GARDER SES TALENTS: L’ART DE LA CHAISE

 

BLOGUE INVITÉ. Combien de fois redit-on aux entrepreneurs l’importance de bien s’entourer? Trouver les gens compétents avec les bonnes attitudes, qui vont s’intégrer à la culture de l’organisation et leur permettre d’évoluer positivement, c’est un art en soi. Si le chef d’entreprise maîtrise cet art, on peut penser que l’affaire est dans le sac. Et pourtant non. Car il faut aussi maîtriser l’art de la chaise, dont on parle moins, soit d’asseoir les bonnes personnes sur les bonnes chaises, tout en ayant la souplesse et la vision d’anticiper les mouvements pour garder les joueurs motivés.

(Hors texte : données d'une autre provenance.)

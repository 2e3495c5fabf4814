//! Maze data loader.
//!
//! Mazes are stored as RON files holding one string per row, using the glyphs
//! understood by [`TileGrid::from_rows`]. Fixed coordinates (pen, tunnel,
//! corners) are not part of the file; [`MazeLoader::check_layout`] verifies a
//! loaded grid against the [`MazeLayout`] it will be driven with.

use std::path::Path;

use anyhow::{Context, bail, ensure};
use ghost_core::{MazeLayout, MazeOracle, TileGrid, TileKind, TilePos};
use serde::{Deserialize, Serialize};

use crate::loaders::{LoadResult, read_file};

const CLASSIC_RON: &str = include_str!("../../data/classic.ron");

/// Maze data structure for RON files.
#[derive(Debug, Clone, Serialize, Deserialize)]
struct MazeDataRon {
    rows: Vec<String>,
}

/// Loader for maze grids from RON files.
pub struct MazeLoader;

impl MazeLoader {
    /// Load a maze grid from a RON file.
    pub fn load(path: &Path) -> LoadResult<TileGrid> {
        let content = read_file(path)?;
        Self::parse(&content).with_context(|| format!("in maze file {}", path.display()))
    }

    /// Parse a maze grid from RON text.
    pub fn parse(content: &str) -> LoadResult<TileGrid> {
        let data: MazeDataRon = ron::from_str(content)
            .map_err(|e| anyhow::anyhow!("Failed to parse maze RON: {}", e))?;
        let grid = TileGrid::from_rows(data.rows.as_slice())?;
        Ok(grid)
    }

    /// The bundled classic maze, matching [`MazeLayout::CLASSIC`].
    pub fn classic() -> LoadResult<TileGrid> {
        Self::parse(CLASSIC_RON).context("in bundled classic maze")
    }

    /// Checks that `grid` can host `layout`: equal size, a door right below
    /// the pen exit, and open spawn, exit and corner tiles.
    pub fn check_layout(grid: &TileGrid, layout: &MazeLayout) -> LoadResult<()> {
        let dimensions = grid.dimensions();
        ensure!(
            dimensions.width == layout.width && dimensions.height == layout.height,
            "maze is {}x{}, layout expects {}x{}",
            dimensions.width,
            dimensions.height,
            layout.width,
            layout.height
        );

        let door = TilePos::new(layout.exit.x, layout.exit.y + 1);
        if grid.tile(door) != Some(TileKind::Door) {
            bail!("expected the pen door at {door}, found {:?}", grid.tile(door));
        }

        let named = layout
            .spawns
            .iter()
            .map(|tile| ("spawn", *tile))
            .chain(layout.corners.iter().map(|tile| ("corner", *tile)))
            .chain([("exit", layout.exit)]);
        for (what, tile) in named {
            ensure!(
                grid.is_passable(tile),
                "{what} tile {tile} is not open ({:?})",
                grid.tile(tile)
            );
        }

        let tunnel = layout.tunnel;
        for col in [tunnel.west_col, tunnel.east_col] {
            let tile = TilePos::new(col, tunnel.row);
            ensure!(grid.is_passable(tile), "tunnel end {tile} is not open");
        }
        Ok(())
    }
}

#[cfg(test)]
mod tests {
    use std::fs;

    use super::*;

    #[test]
    fn bundled_classic_matches_the_fixed_layout() {
        let grid = MazeLoader::classic().expect("classic maze parses");
        MazeLoader::check_layout(&grid, &MazeLayout::CLASSIC).expect("layout fits");
        assert_eq!(grid.tile(TilePos::new(10, 11)), Some(TileKind::Door));
        assert_eq!(grid.tile(TilePos::new(0, 0)), Some(TileKind::Wall));
    }

    #[test]
    fn loads_maze_from_file() {
        let dir = tempfile::tempdir().expect("tempdir");
        let path = dir.path().join("tiny.ron");
        fs::write(&path, r####"(rows: ["###", "#.#", "#-#", "###"])"####).expect("write");

        let grid = MazeLoader::load(&path).expect("load");
        assert_eq!(grid.dimensions().width, 3);
        assert_eq!(grid.dimensions().height, 4);
        assert!(grid.is_passable(TilePos::new(1, 1)));
        assert_eq!(grid.tile(TilePos::new(1, 2)), Some(TileKind::Door));
    }

    #[test]
    fn ragged_rows_are_rejected() {
        let err = MazeLoader::parse(r####"(rows: ["###", "#.", "###"])"####).unwrap_err();
        assert!(err.to_string().contains("row 1"), "{err}");
    }

    #[test]
    fn missing_file_names_the_path() {
        let dir = tempfile::tempdir().expect("tempdir");
        let path = dir.path().join("absent.ron");
        let err = MazeLoader::load(&path).unwrap_err();
        assert!(err.to_string().contains("absent.ron"), "{err}");
    }

    #[test]
    fn layout_check_catches_a_walled_corner() {
        let mut grid = MazeLoader::classic().expect("classic maze parses");
        grid.set(TilePos::new(1, 25), TileKind::Wall);
        let err = MazeLoader::check_layout(&grid, &MazeLayout::CLASSIC).unwrap_err();
        assert!(err.to_string().contains("(1, 25)"), "{err}");
    }

    #[test]
    fn layout_check_rejects_other_sizes() {
        let grid = TileGrid::open(10, 10);
        assert!(MazeLoader::check_layout(&grid, &MazeLayout::CLASSIC).is_err());
    }
}
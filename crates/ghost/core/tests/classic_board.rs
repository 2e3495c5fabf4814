mod common;

use common::{CLASSIC_ROWS, classic_grid};
use ghost_core::{Heading, MazeLayout, MazeOracle, TileKind};

const BUNDLED_MAZE: &str = include_str!("../../content/data/classic.ron");

/// Quoted row strings of the bundled RON maze, in file order.
fn bundled_rows() -> Vec<&'static str> {
    BUNDLED_MAZE
        .lines()
        .map(str::trim)
        .filter_map(|line| line.strip_prefix('"'))
        .filter_map(|line| line.split('"').next())
        .collect()
}

#[test]
fn fixture_rows_match_the_bundled_maze_file() {
    assert_eq!(bundled_rows(), CLASSIC_ROWS.to_vec());
}

#[test]
fn fixture_grid_fits_the_classic_layout() {
    let grid = classic_grid();
    let layout = MazeLayout::CLASSIC;
    assert_eq!(grid.tile(layout.exit), Some(TileKind::Open));
    let door = layout.exit.step(Heading::Down).expect("door below the exit");
    assert_eq!(grid.tile(door), Some(TileKind::Door));
    for corner in layout.corners {
        assert!(grid.is_passable(corner), "{corner}");
    }
}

Récemment, j’ai eu l’occasion de discuter avec Victor Henriquez, jeune entrepreneur à la tête de Public Stratégies et conseils, une agence d’affaires publiques à Montréal. Dans ses plus belles erreurs, racontées dans le cadre d’une conférence pour l’École d’Entrepreneurship de Beauce, il disait avoir perdu des employés parce qu’ils avaient fini par accomplir des mandats bien différents de ceux pour lesquels ils avaient été embauchés et se sentaient compétents. Victor avait trouvé de bons joueurs d’équipe, mais il leur avait trop souvent confié une trop grande proportion de responsabilités en dehors de leurs champs d’intérêt.

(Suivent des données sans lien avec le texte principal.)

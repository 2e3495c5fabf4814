use tracing::debug;

use super::{ChaseBehavior, DirectPursuit, Interception};
use crate::env::MazeEnv;
use crate::ghost::{Ghost, PlayerView, SwitcherPhase, SwitcherState};
use crate::maze::Heading;

/// Runs the pursuer strategy, then the ambusher strategy, on a sub-timer.
#[derive(Clone, Copy, Debug, Default)]
pub struct PhaseSwitching;

impl PhaseSwitching {
    fn current_phase(ghost: &mut Ghost, env: &MazeEnv<'_>) -> SwitcherPhase {
        let now = env.now();
        let Some(state) = ghost.switcher else {
            ghost.switcher = Some(SwitcherState {
                phase: SwitcherPhase::Pursuer,
                since: now,
            });
            return SwitcherPhase::Pursuer;
        };

        let config = env.config();
        let elapsed = now.saturating_sub(state.since);
        let next = match state.phase {
            SwitcherPhase::Pursuer if elapsed >= config.switcher_pursuer_interval() => {
                SwitcherPhase::Ambusher
            }
            SwitcherPhase::Ambusher if elapsed >= config.switcher_ambusher_interval() => {
                SwitcherPhase::Pursuer
            }
            phase => return phase,
        };

        debug!(
            "{} ghost switches from {} to {} tactics",
            ghost.personality(),
            state.phase,
            next
        );
        ghost.switcher = Some(SwitcherState {
            phase: next,
            since: now,
        });
        next
    }
}

impl ChaseBehavior for PhaseSwitching {
    fn select(&self, ghost: &mut Ghost, env: &MazeEnv<'_>, player: PlayerView) -> Option<Heading> {
        match Self::current_phase(ghost, env) {
            SwitcherPhase::Pursuer => DirectPursuit.select(ghost, env, player),
            SwitcherPhase::Ambusher => Interception.select(ghost, env, player),
        }
    }
}
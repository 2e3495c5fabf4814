//! Content loaders for reading maze and engine data from files.

pub mod config;
pub mod map;

pub use config::ConfigLoader;
pub use map::MazeLoader;

use std::path::Path;

/// Common result type for loaders.
pub type LoadResult<T> = anyhow::Result<T>;

/// Helper function to read file contents.
pub(crate) fn read_file(path: &Path) -> LoadResult<String> {
    std::fs::read_to_string(path)
        .map_err(|e| anyhow::anyhow!("Failed to read file {}: {}", path.display(), e))
}
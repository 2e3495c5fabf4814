use tracing::debug;

use super::{Confinement, Ghost, GhostError, Mode, PixelPos};
use crate::env::MazeEnv;
use crate::target;

impl Ghost {
    /// Sends a roaming agent back to the pen.
    ///
    /// Returns `false` (and changes nothing) when the agent is not roaming.
    pub fn trigger_capture(&mut self) -> bool {
        if self.confinement != Confinement::Active {
            return false;
        }

        self.heading = None;
        self.confinement = Confinement::Returning;
        self.mode = Mode::Unset;
        self.patrol_arrival = None;
        self.eaten_at = Some(self.pixel);
        debug!(
            "{} ghost captured at {} ({})",
            self.personality, self.tile, self.pixel
        );
        true
    }

    /// Puts the agent back on its home tile in the pen, as freshly spawned.
    pub fn respawn(&mut self, env: &MazeEnv<'_>) {
        let home = env.layout().spawn(self.personality);
        self.tile = home;
        self.pixel = PixelPos::tile_center(home, env.config());
        self.heading = None;
        self.confinement = Confinement::House;
        self.mode = Mode::Unset;
        self.in_tunnel = false;
        self.patrol_arrival = None;
        self.switcher = None;
        if env.config().rewait_after_capture {
            self.house_since = env.now();
        }
        debug!("{} ghost respawned at {}", self.personality, home);
    }

    /// Return controller: scripted through the door, searched elsewhere.
    pub(super) fn update_returning(&mut self, env: &MazeEnv<'_>) -> Result<(), GhostError> {
        self.mode = Mode::Unset;

        let layout = env.layout();
        if self.tile == layout.spawn(self.personality) {
            self.respawn(env);
            return Ok(());
        }

        let route = &layout.return_route;
        if let Some((_, heading)) = route.shared.iter().find(|(at, _)| *at == self.tile) {
            return self.commit(Some(*heading));
        }
        if self.tile == route.fork {
            return self.commit(Some(route.fork_headings[self.personality.index()]));
        }

        let heading = target::pursue(self, env, layout.exit);
        self.commit(heading)
    }
}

Ça vous est déjà arrivé? L’entreprise est en croissance, vous acceptez des contrats payants et vous perdez de vue la capacité et les intérêts des membres de votre équipe. En fait, vous êtes peut-être même en train de dire oui à des projets un peu à côté de votre « core business ». Peut-être aussi que votre alignement est trop flou pour vous permettre de choisir vos mandats de manière cohérente. Alors vous commencez à voir les profits à court terme sans penser aux impacts à long terme. Vous acceptez tout ce qui passe et vous demandez à votre équipe de réaliser tous les projets, sans trop d’égards à ce qui nourrit la passion de Josée ou de Henri. Bons soldats, ces deux-là font le boulot. Ils sont rarement dans leur zone d’excellence, souvent dans leur zone d’inconfort. Ils rament et font de leur mieux, mais ne trouvent plus le plaisir. Alors, un beau jour, bye bye boss! Une augmentation de salaire n’y changera rien: Josée et Henri sont juste tannés, fatigués et démotivés. Et ce n’est plus avec vous qu’ils voient un avenir meilleur.

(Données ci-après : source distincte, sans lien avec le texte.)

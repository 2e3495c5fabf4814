//! Engine configuration loader.

use std::path::Path;

use anyhow::Context;
use ghost_core::GhostConfig;

use crate::loaders::{LoadResult, read_file};

/// Loader for engine configuration from TOML files.
pub struct ConfigLoader;

impl ConfigLoader {
    /// Load and validate a [`GhostConfig`] from a TOML file.
    ///
    /// Missing keys keep their defaults, so a file only needs the values it
    /// overrides.
    pub fn load(path: &Path) -> LoadResult<GhostConfig> {
        let content = read_file(path)?;
        Self::parse(&content).with_context(|| format!("in config file {}", path.display()))
    }

    pub fn parse(content: &str) -> LoadResult<GhostConfig> {
        let config: GhostConfig = toml::from_str(content)
            .map_err(|e| anyhow::anyhow!("Failed to parse config TOML: {}", e))?;
        config.validate()?;
        Ok(config)
    }
}
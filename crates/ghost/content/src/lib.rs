//! Data-driven content definitions and loaders.
//!
//! This crate houses the bundled maze and provides loaders for RON/TOML data
//! files:
//! - Maze layouts (data-driven via RON)
//! - Engine configuration (data-driven via TOML)
//!
//! Loaded content is handed to `ghost-core` as a [`TileGrid`](ghost_core::TileGrid)
//! and a [`GhostConfig`](ghost_core::GhostConfig); it never lives inside agent state.

#[cfg(feature = "loaders")]
pub mod loaders;

#[cfg(feature = "loaders")]
pub use loaders::{ConfigLoader, LoadResult, MazeLoader};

Pourtant Josée et Henri étaient vos meilleurs atouts. C’est peut-être même pour ça que vous avez fermé les yeux: ils étaient fidèles et loyaux, brillants et toujours capables de relever les défis. Ils ne se plaignaient pas, ils acceptaient de faire ce que d’autres refusaient, ils étaient vos meilleurs dépanneurs.

Vous étiez bien entourés. Et vous voilà un peu seuls; tout est à recommencer.

Important pour les PME

Victor a appris de la belle erreur des chaises. Aujourd’hui, il discute avec ses coéquipiers de ce qui les passionne et tend à ce que 80% de leur temps de travail soit dédié à leur zone d’excellence. Il est entouré non seulement de bons joueurs, mais aussi de joueurs tellement motivés qu’ils poussent la croissance de nouveaux créneaux différenciateurs pour son entreprise. Doublement gagnant quand on peut retenir les talents et grandir avec eux!

C’est un défi particulièrement difficile dans une PME, où les occasions d’évoluer dans l’entreprise sont plus limitées que dans une grande organisation. Il peut arriver un moment où la zone d’excellence qu’un employé chérissait depuis quelques années finisse par devenir trop confortable, sans nouveau défi, et alors il faut être imaginatif pour que ses responsabilités restent stimulantes. Le danger, c’est la paresse et l’inaction dans pareille situation. Mais avez-vous les moyens de perdre vos meilleurs éléments?

Connaissez-vous les ambitions de vos joueurs clés? Avez-vous régulièrement des discussions à ce sujet avec eux? En feriez-vous des actionnaires dans votre entreprise si c’était un moyen de les intéresser à plus long terme?

Ces questions vous dérangent? C’est le temps d’avoir une vraie écoute!